__Data to use__.
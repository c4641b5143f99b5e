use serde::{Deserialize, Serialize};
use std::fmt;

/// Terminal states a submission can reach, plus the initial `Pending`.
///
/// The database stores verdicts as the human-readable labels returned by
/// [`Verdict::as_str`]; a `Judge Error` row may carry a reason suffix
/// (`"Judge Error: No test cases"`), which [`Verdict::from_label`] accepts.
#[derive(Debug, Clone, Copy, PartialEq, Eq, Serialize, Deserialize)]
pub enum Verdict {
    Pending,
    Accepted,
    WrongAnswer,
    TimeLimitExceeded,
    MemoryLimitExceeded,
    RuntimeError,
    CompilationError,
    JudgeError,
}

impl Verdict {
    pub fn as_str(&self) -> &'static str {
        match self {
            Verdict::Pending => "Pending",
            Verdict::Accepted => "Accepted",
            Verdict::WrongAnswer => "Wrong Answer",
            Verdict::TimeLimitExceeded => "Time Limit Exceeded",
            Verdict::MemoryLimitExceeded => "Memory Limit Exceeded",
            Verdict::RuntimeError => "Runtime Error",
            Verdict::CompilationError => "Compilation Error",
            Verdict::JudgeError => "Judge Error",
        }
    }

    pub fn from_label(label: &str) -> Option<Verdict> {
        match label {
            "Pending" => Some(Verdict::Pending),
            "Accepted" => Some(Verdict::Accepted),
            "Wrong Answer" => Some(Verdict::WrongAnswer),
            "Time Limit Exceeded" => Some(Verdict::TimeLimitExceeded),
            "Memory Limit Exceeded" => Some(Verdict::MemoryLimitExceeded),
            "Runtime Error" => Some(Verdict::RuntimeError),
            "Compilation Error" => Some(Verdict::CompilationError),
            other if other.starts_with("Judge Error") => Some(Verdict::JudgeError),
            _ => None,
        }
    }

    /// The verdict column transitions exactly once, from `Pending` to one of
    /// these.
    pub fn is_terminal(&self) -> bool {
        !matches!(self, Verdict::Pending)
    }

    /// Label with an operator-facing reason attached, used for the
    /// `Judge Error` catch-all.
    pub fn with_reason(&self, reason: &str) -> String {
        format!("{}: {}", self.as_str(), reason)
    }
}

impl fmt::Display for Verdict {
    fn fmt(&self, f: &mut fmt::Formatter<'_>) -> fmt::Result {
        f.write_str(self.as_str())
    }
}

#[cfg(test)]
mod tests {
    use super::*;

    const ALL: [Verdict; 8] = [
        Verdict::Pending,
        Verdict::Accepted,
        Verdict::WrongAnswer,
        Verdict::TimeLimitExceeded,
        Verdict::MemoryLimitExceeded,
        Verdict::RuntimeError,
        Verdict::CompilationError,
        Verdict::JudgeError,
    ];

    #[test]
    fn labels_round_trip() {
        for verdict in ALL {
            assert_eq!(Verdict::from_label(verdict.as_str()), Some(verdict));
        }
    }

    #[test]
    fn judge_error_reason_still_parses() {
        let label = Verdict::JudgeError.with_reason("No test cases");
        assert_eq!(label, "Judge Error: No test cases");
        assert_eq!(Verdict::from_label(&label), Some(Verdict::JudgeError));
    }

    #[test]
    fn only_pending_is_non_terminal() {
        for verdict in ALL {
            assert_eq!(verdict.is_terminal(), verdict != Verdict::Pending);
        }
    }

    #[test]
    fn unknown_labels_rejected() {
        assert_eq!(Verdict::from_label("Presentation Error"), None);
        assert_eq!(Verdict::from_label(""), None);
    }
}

* * *

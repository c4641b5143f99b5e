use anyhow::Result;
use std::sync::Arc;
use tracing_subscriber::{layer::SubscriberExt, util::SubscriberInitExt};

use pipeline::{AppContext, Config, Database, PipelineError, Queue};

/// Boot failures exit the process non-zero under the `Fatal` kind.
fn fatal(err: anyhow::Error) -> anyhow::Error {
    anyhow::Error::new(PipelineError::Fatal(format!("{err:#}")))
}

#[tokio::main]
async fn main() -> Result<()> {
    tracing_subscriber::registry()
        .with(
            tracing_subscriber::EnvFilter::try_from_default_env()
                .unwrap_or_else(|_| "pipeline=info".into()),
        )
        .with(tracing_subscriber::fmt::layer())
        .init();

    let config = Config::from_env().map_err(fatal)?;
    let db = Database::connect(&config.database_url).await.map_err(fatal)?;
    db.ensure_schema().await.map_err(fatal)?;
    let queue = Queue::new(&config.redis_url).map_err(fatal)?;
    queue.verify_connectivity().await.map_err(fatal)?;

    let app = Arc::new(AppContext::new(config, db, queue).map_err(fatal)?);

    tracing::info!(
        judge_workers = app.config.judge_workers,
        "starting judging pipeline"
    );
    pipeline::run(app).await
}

__What to do__.
Determine how many lines of the listing above include the word "Deserialize", then write only that number.

__Answer to this task__.
2